Aim of the task | Of all the lines in the records below, copy only those that contain the string "ExplainError".

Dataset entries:
-----
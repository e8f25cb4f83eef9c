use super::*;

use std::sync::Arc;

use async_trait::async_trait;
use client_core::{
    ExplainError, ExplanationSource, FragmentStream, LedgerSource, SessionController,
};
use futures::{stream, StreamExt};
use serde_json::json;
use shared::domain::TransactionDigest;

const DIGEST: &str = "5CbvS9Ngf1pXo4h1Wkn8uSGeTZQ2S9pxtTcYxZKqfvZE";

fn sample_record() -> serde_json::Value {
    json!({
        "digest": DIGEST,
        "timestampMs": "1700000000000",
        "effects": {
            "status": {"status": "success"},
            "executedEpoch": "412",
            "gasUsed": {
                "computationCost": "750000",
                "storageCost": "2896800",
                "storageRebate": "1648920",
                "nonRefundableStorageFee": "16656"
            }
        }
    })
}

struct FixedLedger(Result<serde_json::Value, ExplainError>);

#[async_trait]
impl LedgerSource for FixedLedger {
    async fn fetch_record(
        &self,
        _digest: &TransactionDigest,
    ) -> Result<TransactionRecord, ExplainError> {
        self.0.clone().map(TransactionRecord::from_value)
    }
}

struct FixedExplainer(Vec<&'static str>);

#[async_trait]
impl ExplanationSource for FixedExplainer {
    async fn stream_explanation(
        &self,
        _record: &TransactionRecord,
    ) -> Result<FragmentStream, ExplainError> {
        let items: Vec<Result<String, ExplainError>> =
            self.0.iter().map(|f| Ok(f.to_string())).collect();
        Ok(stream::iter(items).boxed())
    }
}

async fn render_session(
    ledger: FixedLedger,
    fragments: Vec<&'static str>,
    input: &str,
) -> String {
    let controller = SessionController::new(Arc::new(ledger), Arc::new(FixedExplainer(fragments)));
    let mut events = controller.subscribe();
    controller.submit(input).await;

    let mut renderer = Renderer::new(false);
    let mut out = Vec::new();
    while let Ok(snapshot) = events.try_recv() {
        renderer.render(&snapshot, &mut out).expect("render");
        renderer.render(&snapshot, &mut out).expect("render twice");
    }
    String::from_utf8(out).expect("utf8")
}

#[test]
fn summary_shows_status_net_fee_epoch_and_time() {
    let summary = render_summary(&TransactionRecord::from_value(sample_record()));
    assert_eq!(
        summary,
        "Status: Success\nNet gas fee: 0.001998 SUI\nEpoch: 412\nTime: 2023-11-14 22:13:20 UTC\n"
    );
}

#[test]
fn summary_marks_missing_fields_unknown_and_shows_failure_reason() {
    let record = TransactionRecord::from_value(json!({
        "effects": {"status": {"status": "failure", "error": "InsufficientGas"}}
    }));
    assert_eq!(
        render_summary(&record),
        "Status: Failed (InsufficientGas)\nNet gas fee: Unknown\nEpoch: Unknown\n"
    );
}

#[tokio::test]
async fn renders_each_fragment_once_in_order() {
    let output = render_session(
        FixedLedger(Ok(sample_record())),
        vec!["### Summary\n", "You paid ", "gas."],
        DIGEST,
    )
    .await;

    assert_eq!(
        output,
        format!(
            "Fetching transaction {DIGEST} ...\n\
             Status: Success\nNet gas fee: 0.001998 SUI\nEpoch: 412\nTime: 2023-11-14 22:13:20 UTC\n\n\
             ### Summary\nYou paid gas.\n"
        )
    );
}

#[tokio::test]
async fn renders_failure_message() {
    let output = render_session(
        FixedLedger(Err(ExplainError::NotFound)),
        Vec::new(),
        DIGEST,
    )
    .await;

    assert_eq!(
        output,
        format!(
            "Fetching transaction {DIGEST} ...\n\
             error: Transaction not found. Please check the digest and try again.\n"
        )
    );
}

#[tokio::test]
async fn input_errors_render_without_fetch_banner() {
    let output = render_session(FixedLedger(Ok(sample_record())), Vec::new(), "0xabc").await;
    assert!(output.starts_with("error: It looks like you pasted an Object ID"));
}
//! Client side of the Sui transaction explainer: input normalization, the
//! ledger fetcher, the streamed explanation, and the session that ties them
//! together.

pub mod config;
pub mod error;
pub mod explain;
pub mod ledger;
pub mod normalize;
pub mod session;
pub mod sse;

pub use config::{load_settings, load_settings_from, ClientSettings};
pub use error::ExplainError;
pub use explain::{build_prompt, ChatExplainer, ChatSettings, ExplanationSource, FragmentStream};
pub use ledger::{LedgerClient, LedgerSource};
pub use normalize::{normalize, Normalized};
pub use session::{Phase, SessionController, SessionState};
-----
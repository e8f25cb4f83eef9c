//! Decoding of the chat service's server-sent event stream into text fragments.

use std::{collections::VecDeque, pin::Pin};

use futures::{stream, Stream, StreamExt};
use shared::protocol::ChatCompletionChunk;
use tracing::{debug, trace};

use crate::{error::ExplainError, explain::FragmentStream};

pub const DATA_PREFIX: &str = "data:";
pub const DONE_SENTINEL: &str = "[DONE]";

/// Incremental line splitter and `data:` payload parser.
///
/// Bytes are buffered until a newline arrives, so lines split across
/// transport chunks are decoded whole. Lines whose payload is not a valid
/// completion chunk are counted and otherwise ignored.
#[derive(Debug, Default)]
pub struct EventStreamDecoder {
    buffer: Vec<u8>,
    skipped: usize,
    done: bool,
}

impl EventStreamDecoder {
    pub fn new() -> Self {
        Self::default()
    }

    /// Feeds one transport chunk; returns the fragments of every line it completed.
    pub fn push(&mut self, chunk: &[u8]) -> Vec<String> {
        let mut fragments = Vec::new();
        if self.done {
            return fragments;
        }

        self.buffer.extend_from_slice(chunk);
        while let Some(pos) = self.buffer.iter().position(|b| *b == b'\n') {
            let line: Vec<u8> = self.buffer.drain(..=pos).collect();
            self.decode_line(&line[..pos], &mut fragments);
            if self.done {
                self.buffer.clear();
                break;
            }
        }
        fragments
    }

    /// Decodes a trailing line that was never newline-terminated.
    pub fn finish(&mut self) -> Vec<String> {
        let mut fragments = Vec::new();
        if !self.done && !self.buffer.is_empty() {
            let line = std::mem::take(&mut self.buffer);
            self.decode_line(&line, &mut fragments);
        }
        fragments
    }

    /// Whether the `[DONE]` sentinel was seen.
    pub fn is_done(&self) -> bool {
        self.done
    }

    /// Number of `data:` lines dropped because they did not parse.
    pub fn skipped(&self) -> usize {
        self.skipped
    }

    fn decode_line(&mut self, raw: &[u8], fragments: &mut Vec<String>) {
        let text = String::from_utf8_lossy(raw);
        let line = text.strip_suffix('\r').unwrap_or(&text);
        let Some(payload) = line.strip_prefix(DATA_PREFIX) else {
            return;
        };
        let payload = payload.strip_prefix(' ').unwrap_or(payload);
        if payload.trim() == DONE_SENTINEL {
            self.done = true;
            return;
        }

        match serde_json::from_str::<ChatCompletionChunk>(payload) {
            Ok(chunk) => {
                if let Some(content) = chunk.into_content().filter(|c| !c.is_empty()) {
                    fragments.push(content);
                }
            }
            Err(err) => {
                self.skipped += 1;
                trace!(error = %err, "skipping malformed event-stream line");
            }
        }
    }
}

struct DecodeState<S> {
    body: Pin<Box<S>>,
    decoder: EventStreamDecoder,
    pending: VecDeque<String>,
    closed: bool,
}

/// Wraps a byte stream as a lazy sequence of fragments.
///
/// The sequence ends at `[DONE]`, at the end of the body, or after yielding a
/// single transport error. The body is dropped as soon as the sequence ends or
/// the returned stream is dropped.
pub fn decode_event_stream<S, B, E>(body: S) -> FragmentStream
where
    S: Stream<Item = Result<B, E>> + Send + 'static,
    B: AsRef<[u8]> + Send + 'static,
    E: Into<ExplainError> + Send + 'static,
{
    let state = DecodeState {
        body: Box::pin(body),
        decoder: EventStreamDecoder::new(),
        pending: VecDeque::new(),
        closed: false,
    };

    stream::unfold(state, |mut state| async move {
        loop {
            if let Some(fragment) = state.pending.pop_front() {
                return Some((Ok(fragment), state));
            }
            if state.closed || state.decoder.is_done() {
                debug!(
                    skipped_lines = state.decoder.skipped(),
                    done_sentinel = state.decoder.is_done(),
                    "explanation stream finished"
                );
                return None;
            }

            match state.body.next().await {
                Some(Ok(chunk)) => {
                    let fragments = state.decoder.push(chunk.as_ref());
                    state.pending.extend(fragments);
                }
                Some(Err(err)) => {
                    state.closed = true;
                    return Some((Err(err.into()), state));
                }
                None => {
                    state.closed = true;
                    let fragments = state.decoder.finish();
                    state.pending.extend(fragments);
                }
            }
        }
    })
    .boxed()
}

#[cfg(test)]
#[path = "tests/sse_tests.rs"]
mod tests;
-----
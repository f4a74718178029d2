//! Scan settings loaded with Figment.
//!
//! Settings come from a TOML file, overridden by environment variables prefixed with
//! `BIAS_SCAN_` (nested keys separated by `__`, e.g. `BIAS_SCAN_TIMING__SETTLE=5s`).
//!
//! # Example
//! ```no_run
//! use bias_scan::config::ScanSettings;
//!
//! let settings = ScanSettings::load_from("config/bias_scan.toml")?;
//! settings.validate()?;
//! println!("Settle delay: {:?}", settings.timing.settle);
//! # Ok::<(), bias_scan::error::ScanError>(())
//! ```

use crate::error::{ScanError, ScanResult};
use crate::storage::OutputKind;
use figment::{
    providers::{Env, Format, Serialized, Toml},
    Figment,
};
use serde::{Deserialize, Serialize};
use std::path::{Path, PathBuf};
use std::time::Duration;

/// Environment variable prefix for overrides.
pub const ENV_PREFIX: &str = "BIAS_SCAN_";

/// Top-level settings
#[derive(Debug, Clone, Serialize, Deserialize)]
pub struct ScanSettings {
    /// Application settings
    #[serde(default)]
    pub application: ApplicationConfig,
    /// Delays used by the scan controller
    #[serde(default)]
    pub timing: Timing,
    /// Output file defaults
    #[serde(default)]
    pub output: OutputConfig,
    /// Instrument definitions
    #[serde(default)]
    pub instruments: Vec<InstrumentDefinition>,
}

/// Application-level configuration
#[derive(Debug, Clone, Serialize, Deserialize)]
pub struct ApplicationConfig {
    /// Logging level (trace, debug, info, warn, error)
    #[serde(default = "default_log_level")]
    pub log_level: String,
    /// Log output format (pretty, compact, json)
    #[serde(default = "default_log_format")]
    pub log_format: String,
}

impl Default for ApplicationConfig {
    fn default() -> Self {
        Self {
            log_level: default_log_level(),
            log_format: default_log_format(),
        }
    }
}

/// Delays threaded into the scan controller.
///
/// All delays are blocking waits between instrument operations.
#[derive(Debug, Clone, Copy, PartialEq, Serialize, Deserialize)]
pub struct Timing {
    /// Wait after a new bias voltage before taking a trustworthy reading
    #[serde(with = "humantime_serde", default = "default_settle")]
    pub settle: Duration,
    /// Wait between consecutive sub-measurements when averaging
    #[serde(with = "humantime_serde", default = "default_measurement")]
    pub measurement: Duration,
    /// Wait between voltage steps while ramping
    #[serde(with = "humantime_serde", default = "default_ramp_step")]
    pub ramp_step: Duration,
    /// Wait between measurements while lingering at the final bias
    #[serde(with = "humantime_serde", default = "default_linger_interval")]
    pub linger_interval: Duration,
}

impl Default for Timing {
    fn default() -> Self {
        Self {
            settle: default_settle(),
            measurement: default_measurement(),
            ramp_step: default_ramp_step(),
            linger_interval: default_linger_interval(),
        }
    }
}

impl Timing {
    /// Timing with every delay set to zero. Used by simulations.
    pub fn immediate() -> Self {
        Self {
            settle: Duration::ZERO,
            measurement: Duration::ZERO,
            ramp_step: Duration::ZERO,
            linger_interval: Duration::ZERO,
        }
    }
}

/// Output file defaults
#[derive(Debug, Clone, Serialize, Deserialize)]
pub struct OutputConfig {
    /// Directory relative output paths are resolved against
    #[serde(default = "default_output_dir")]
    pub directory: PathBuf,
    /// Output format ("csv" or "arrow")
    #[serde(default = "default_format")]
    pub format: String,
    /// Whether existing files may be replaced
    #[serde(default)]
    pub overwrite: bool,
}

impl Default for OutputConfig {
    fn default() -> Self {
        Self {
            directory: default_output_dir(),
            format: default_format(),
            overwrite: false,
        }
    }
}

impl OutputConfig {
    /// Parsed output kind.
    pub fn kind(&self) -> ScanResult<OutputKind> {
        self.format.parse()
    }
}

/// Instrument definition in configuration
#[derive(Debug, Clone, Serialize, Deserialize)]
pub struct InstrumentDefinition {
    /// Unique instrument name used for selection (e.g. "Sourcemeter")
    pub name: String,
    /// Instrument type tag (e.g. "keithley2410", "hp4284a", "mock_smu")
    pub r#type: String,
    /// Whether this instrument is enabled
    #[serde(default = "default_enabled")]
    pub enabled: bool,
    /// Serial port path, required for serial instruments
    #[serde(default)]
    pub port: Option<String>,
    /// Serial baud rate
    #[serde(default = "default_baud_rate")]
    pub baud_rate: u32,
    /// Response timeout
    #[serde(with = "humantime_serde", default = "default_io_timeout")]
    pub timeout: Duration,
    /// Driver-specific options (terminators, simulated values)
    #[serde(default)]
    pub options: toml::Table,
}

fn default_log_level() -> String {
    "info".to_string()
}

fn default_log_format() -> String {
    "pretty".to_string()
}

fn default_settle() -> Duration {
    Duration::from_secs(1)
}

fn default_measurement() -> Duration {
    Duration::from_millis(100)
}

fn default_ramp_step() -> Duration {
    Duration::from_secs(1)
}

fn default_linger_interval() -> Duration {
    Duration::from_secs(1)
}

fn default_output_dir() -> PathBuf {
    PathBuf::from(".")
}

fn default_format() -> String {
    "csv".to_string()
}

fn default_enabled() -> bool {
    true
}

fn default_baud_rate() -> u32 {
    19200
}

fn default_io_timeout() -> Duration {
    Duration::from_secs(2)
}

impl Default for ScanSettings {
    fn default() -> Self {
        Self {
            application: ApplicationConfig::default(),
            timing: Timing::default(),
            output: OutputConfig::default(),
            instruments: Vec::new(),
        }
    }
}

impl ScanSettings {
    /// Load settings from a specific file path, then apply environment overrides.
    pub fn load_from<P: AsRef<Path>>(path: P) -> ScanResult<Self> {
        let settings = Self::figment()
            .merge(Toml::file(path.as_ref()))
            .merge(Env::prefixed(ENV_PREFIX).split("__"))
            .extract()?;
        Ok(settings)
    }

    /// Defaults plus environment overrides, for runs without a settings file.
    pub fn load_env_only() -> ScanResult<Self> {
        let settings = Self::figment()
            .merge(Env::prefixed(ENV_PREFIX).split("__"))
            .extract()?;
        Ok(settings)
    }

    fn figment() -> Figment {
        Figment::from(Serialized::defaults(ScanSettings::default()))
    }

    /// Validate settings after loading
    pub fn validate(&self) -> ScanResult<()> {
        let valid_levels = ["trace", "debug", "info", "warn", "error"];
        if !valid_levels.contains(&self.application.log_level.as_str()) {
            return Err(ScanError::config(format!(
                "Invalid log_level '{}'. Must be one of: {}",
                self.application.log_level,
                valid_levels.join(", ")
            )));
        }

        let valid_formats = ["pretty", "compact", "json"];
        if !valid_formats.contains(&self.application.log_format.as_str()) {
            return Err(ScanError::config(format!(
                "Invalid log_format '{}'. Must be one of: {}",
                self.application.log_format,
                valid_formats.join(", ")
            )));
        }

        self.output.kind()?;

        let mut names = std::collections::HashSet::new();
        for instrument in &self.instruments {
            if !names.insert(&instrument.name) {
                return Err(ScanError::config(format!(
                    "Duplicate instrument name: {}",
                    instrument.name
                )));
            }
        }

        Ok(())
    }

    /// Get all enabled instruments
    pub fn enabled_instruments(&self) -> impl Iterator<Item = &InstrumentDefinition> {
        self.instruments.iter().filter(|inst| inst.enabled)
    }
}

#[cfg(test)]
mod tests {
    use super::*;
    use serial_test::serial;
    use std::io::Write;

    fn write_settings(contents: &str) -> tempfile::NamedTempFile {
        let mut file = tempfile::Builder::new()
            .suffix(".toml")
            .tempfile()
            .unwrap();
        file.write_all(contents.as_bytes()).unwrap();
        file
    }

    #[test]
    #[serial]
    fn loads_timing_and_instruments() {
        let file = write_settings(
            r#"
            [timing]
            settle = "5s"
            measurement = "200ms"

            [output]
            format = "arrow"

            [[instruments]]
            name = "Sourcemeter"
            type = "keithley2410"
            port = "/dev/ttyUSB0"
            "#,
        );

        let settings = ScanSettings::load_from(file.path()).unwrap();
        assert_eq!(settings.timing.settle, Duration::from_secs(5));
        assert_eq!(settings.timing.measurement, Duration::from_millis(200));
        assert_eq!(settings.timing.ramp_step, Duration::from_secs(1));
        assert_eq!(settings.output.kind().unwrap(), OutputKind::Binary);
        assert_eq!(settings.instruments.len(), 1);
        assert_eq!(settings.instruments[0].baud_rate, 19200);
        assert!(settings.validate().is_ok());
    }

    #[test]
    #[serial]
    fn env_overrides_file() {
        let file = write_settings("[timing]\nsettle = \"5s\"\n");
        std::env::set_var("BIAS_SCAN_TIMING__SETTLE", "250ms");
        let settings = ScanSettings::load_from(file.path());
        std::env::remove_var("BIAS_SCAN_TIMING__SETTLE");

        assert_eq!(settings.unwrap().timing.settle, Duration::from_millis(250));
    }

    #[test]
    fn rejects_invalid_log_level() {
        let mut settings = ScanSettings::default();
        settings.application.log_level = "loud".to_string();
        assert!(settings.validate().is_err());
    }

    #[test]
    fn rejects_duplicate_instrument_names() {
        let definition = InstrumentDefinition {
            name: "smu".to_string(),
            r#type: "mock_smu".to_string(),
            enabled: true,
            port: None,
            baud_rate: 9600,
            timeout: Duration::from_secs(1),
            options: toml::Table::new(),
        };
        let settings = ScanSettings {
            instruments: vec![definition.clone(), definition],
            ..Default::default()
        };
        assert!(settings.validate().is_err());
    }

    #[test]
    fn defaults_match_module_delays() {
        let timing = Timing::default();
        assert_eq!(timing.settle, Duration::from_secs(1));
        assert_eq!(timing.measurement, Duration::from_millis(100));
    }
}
-----
Exercise result |
    ExplainError, ExplanationSource, FragmentStream, LedgerSource, SessionController,
struct FixedLedger(Result<serde_json::Value, ExplainError>);
    ) -> Result<TransactionRecord, ExplainError> {
    ) -> Result<FragmentStream, ExplainError> {
        let items: Vec<Result<String, ExplainError>> =
        FixedLedger(Err(ExplainError::NotFound)),
pub use error::ExplainError;
use crate::{error::ExplainError, explain::FragmentStream};
    E: Into<ExplainError> + Send + 'static,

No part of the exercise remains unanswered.